Text doesn't appear out of thin air, Keith.
thank you for that brilliant insight!
Please explain exactly where you think unnormalized UTF-8 text enters
the world's computer systems.
well for starters, how about the reason that Unicode has multiple
representations for characters in the first place - because they wanted
to support invertable translation to and from legacy character sets without
information loss, and also because they combined several character sets
which had some non-null intersections but there were cases where it made
sense to assign different codepoints.
then there are existing editors and keyboard drivers that don't generate
normalized text. for all I know, it may not even be desirable to do so -
there may be some languages for which this would be seen as a defect.
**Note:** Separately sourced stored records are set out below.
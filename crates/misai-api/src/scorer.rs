//! Deterministic stand-in scoring
//!
//! Every value is drawn from a stream seeded by a SHA-256 digest of the
//! submitted content, within the ranges the production service reports.

use serde::Serialize;
use sha2::{Digest, Sha256};
use std::collections::BTreeMap;

const REGION_KINDS: [&str; 3] = ["Face Swap", "Background Edit", "Lighting Manipulation"];
const SEGMENT_KINDS: [&str; 3] = ["Deepfake Face", "Synthetic Audio", "Spliced Frame"];

/// Reproducible stream of pseudo-random draws
#[derive(Debug, Clone)]
pub struct Draws {
    seed: [u8; 32],
    counter: u64,
}

impl Draws {
    pub fn new(parts: &[&[u8]]) -> Self {
        let mut hasher = Sha256::new();
        for part in parts {
            hasher.update((part.len() as u64).to_le_bytes());
            hasher.update(part);
        }
        Self {
            seed: hasher.finalize().into(),
            counter: 0,
        }
    }

    /// Uniform draw in `[0, 1)`
    fn unit(&mut self) -> f64 {
        let block = Sha256::new()
            .chain_update(self.seed)
            .chain_update(self.counter.to_le_bytes())
            .finalize();
        self.counter += 1;

        let mut word = [0u8; 8];
        word.copy_from_slice(&block[..8]);
        // 53 bits fill an f64 mantissa
        (u64::from_le_bytes(word) >> 11) as f64 / (1u64 << 53) as f64
    }

    pub fn uniform(&mut self, low: f64, high: f64) -> f64 {
        low + (high - low) * self.unit()
    }

    pub fn coin(&mut self) -> bool {
        self.unit() < 0.5
    }

    /// Integer in `low..=high`
    pub fn between(&mut self, low: usize, high: usize) -> usize {
        let span = (high - low + 1) as f64;
        low + ((self.unit() * span) as usize).min(high - low)
    }

    pub fn pick<'a>(&mut self, items: &'a [&'a str]) -> &'a str {
        items[self.between(0, items.len() - 1)]
    }
}

fn round_to(value: f64, places: i32) -> f64 {
    let factor = 10f64.powi(places);
    (value * factor).round() / factor
}

#[derive(Debug, Clone, Serialize)]
pub struct TextScore {
    pub model: String,
    pub hallucination_score: f64,
    pub metrics: BTreeMap<String, f64>,
    pub analysis: String,
}

#[derive(Debug, Clone, Serialize)]
pub struct Region {
    #[serde(rename = "type")]
    pub kind: String,
    pub confidence: f64,
}

#[derive(Debug, Clone, Serialize)]
pub struct ImageScore {
    pub filename: String,
    pub authentic: bool,
    pub confidence_score: f64,
    pub analysis: String,
    pub manipulated_regions: Vec<Region>,
}

#[derive(Debug, Clone, Serialize)]
pub struct Segment {
    #[serde(rename = "type")]
    pub kind: String,
    pub start_time: f64,
    pub end_time: f64,
    pub confidence: f64,
}

#[derive(Debug, Clone, Serialize)]
pub struct VideoScore {
    pub filename: String,
    pub authentic: bool,
    pub confidence_score: f64,
    pub analysis: String,
    pub manipulated_segments: Vec<Segment>,
}

/// Word used in the analysis sentence for a hallucination score
pub fn tendency(score: f64) -> &'static str {
    if score < 0.3 {
        "low"
    } else if score < 0.7 {
        "moderate"
    } else {
        "high"
    }
}

pub fn score_text(model: &str, text: &str) -> TextScore {
    let mut draws = Draws::new(&[model.as_bytes(), text.as_bytes()]);

    let hallucination_score = round_to(draws.uniform(0.0, 1.0), 2);
    let metrics = BTreeMap::from([
        ("accuracy".to_string(), draws.uniform(0.7, 1.0)),
        ("reliability".to_string(), draws.uniform(0.6, 1.0)),
        ("response_time".to_string(), draws.uniform(0.2, 1.5)),
        ("fact_check_confidence".to_string(), draws.uniform(0.5, 1.0)),
    ]);

    let analysis = format!(
        "The model '{}' performed moderately well. Based on analysis, its hallucination score is {}, indicating {} hallucination tendency.",
        model,
        hallucination_score,
        tendency(hallucination_score)
    );

    TextScore {
        model: model.to_string(),
        hallucination_score,
        metrics,
        analysis,
    }
}

pub fn score_image(filename: &str, data: &[u8]) -> ImageScore {
    let mut draws = Draws::new(&[b"image", filename.as_bytes(), data]);

    let authentic = draws.coin();
    let confidence_score = round_to(draws.uniform(0.5, 0.99), 2);
    let manipulated_regions = if authentic {
        Vec::new()
    } else {
        (0..draws.between(1, 3))
            .map(|_| Region {
                kind: draws.pick(&REGION_KINDS).to_string(),
                confidence: round_to(draws.uniform(0.6, 0.95), 2),
            })
            .collect()
    };

    let analysis = format!(
        "The image '{}' appears {} with a confidence of {:.1}%.",
        filename,
        verdict(authentic),
        confidence_score * 100.0
    );

    ImageScore {
        filename: filename.to_string(),
        authentic,
        confidence_score,
        analysis,
        manipulated_regions,
    }
}

pub fn score_video(filename: &str, data: &[u8]) -> VideoScore {
    let mut draws = Draws::new(&[b"video", filename.as_bytes(), data]);

    let authentic = draws.coin();
    let confidence_score = round_to(draws.uniform(0.5, 0.98), 2);
    let manipulated_segments = if authentic {
        Vec::new()
    } else {
        (0..draws.between(1, 3))
            .map(|_| {
                let start_time = round_to(draws.uniform(5.0, 50.0), 1);
                let duration = round_to(draws.uniform(2.0, 6.0), 1);
                Segment {
                    kind: draws.pick(&SEGMENT_KINDS).to_string(),
                    start_time,
                    end_time: round_to(start_time + duration, 1),
                    confidence: round_to(draws.uniform(0.7, 0.95), 2),
                }
            })
            .collect()
    };

    let analysis = format!(
        "The video '{}' is likely {} with a confidence of {:.1}%.",
        filename,
        verdict(authentic),
        confidence_score * 100.0
    );

    VideoScore {
        filename: filename.to_string(),
        authentic,
        confidence_score,
        analysis,
        manipulated_segments,
    }
}

fn verdict(authentic: bool) -> &'static str {
    if authentic {
        "authentic"
    } else {
        "manipulated"
    }
}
I'm not going to second-guess the designers of charsets for other languages
(or Unicode for that matter) and say that all text in those charsets should
always be normalized.
as for why those legacy charsets supported combining characters - you'll
have to ask the designers of those charsets.
Then explain why you think normalization should be put into every
program that _handles_ text, instead of the much smaller set of programs
(notably, keyboard interfaces) that _produce_ text.
I didn't say that. I just said that putting the normalizations in the
set of programs that produce text was beyond our ability to influence,
and that it wouldn't be sufficient anyway.
Keith
p.s. as far as I know this one is a new topic for us.
want to write up a web page on it?